The GoLive page for a device gives you direct control over that single machine in real-time. One of the many features available in a GoLive session is the ability to enable FileVault encryption.
Please note: FileVault now requires User Approved MDM (UAMDM).
Step 1: Navigate to the Devices page from the left column menu. In this example, we'll be using the device "Tingle".
Step 2: Click the GoLive link.
The GoLive session will then launch.
Step 3: Click Security
Step 4: Click Enable
This will bring up a modal window with a few options on how to enable FileVault.
Option 1: You don't know the password of the user on the device. This will do deferred enablement and ask the user to input their password whenever they next log in to the device. You could also toggle the prompt for restart if you would like to notify the end-user to restart the machine after the deferred enablement command runs, thus starting the encryption process sooner.
Option 2: You know the username and password of the user you want to add to the FileVault. This is the least invasive method, as the user instantly gets added to the FileVault and encryption starts right away.

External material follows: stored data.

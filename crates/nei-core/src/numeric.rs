/// One tolerance for everything
#[derive(Clone, Copy, Debug)]
#[cfg_attr(feature = "serde", derive(serde::Serialize, serde::Deserialize))]
pub struct Tolerances {
    pub abs: f64,
    pub rel: f64,
}

impl Default for Tolerances {
    fn default() -> Self {
        Self {
            abs: 1e-12,
            rel: 1e-9,
        }
    }
}

impl Tolerances {
    /// Purely absolute comparison, the way ionic fractions are compared.
    pub fn absolute(abs: f64) -> Self {
        Self { abs, rel: 0.0 }
    }
}

pub fn nearly_equal(a: f64, b: f64, tol: Tolerances) -> bool {
    let diff = (a - b).abs();
    if diff <= tol.abs {
        return true;
    }
    diff <= tol.rel * a.abs().max(b.abs())
}

/// True when every element is strictly greater than its predecessor.
pub fn is_strictly_increasing(values: &[f64]) -> bool {
    values.windows(2).all(|w| w[1] > w[0])
}

/// `n` points evenly spaced in log10 between `10^log_start` and `10^log_end`.
pub fn logspace(log_start: f64, log_end: f64, n: usize) -> Vec<f64> {
    match n {
        0 => Vec::new(),
        1 => vec![10f64.powf(log_start)],
        _ => {
            let step = (log_end - log_start) / (n - 1) as f64;
            (0..n)
                .map(|i| 10f64.powf(log_start + step * i as f64))
                .collect()
        }
    }
}

/// Piecewise-linear interpolation of `(xs, ys)` at `x`.
///
/// `xs` must be strictly increasing. Returns `None` outside `[xs[0], xs[last]]`.
pub fn interp_linear(xs: &[f64], ys: &[f64], x: f64) -> Option<f64> {
    if xs.len() != ys.len() || xs.is_empty() || !x.is_finite() {
        return None;
    }
    let last = xs.len() - 1;
    if x < xs[0] || x > xs[last] {
        return None;
    }
    if xs.len() == 1 {
        return Some(ys[0]);
    }
    // first index with xs[i] >= x
    let hi = xs.partition_point(|&v| v < x).max(1);
    let lo = hi - 1;
    let span = xs[hi] - xs[lo];
    let w = (x - xs[lo]) / span;
    Some(ys[lo] + w * (ys[hi] - ys[lo]))
}

/// Sum of a slice, Kahan-compensated.
pub fn stable_sum(values: &[f64]) -> f64 {
    let mut sum = 0.0;
    let mut c = 0.0;
    for &v in values {
        let y = v - c;
        let t = sum + y;
        c = (t - sum) - y;
        sum = t;
    }
    sum
}
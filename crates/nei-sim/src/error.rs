//! Error types for configuring and running a simulation.

use crate::controller::Phase;
use crate::profile::ProfileError;
use nei_atomic::AtomicError;
use nei_states::StateError;
use nei_tables::TableError;
use thiserror::Error;

/// Errors from configuration, table construction and stepping.
#[derive(Error, Debug)]
pub enum SimError {
    #[error("Configuration error: {what}")]
    Configuration { what: String },

    #[error("Rate data error: {0}")]
    Data(#[from] TableError),

    #[error("Profile evaluation error: {0}")]
    Profile(#[from] ProfileError),

    #[error("Step {step} failed for {}: {source}", .element.unwrap_or("drivers"))]
    Step {
        step: usize,
        element: Option<&'static str>,
        #[source]
        source: Box<SimError>,
    },

    #[error("Invalid ionization state: {0}")]
    State(#[from] StateError),

    #[error("Simulation record: {what}")]
    Record { what: String },

    #[error("Numerical failure: {what}")]
    Numerical { what: String },

    #[error("Controller is {actual}, expected {expected}")]
    InvalidPhase { expected: Phase, actual: Phase },

    #[error("Not implemented: {what}")]
    Unimplemented { what: &'static str },
}

pub type SimResult<T> = Result<T, SimError>;

impl From<AtomicError> for SimError {
    fn from(e: AtomicError) -> Self {
        SimError::Data(TableError::Data(e))
    }
}

impl SimError {
    pub(crate) fn config(what: impl Into<String>) -> Self {
        SimError::Configuration { what: what.into() }
    }

    pub(crate) fn record(what: impl Into<String>) -> Self {
        SimError::Record { what: what.into() }
    }

    pub(crate) fn at_step(self, step: usize, element: Option<&'static str>) -> Self {
        SimError::Step {
            step,
            element,
            source: Box::new(self),
        }
    }
}

#[cfg(test)]
mod tests {
    use super::*;

    #[test]
    fn step_error_names_element() {
        let err = SimError::Numerical {
            what: "non-finite fractions".into(),
        }
        .at_step(7, Some("He"));
        let msg = err.to_string();
        assert!(msg.contains("Step 7"));
        assert!(msg.contains("He"));
        assert!(msg.contains("non-finite"));
    }

    #[test]
    fn step_error_without_element() {
        let err = SimError::config("x").at_step(3, None);
        assert!(err.to_string().contains("drivers"));
    }

    #[test]
    fn atomic_errors_are_data_errors() {
        let err: SimError = AtomicError::UnknownElement { query: "Xx".into() }.into();
        assert!(matches!(err, SimError::Data(TableError::Data(_))));
    }
}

Note: Option 2 is not available for Catalina and above, and will not appear in the modal window. This is because it is not possible to bypass deferred enablement on these macOS versions.
After you press Enable, the device will attempt to enable FileVault on the machine and then escrow the recovery keys into Addigy. If any errors occur you'll see them appear on the screen.
Note: the end-user does not have the ability to stop the FileVault process. If you need to halt the process, you will need to run this command before the encryption begins.
For information on disabling FileVault after the encryption process has been completed, please reference our article Decrypting Devices with FileVault.
Note: For Catalina devices, you must log out in order to see the prompt to "Enable FileVault". Rebooting the device or Shutting Down will not prompt as it did in previous versions of macOS.
Only users with SecureToken enabled will be able to decrypt a device that has FileVault enabled. Users without SecureToken will not appear as options at the FileVault login window.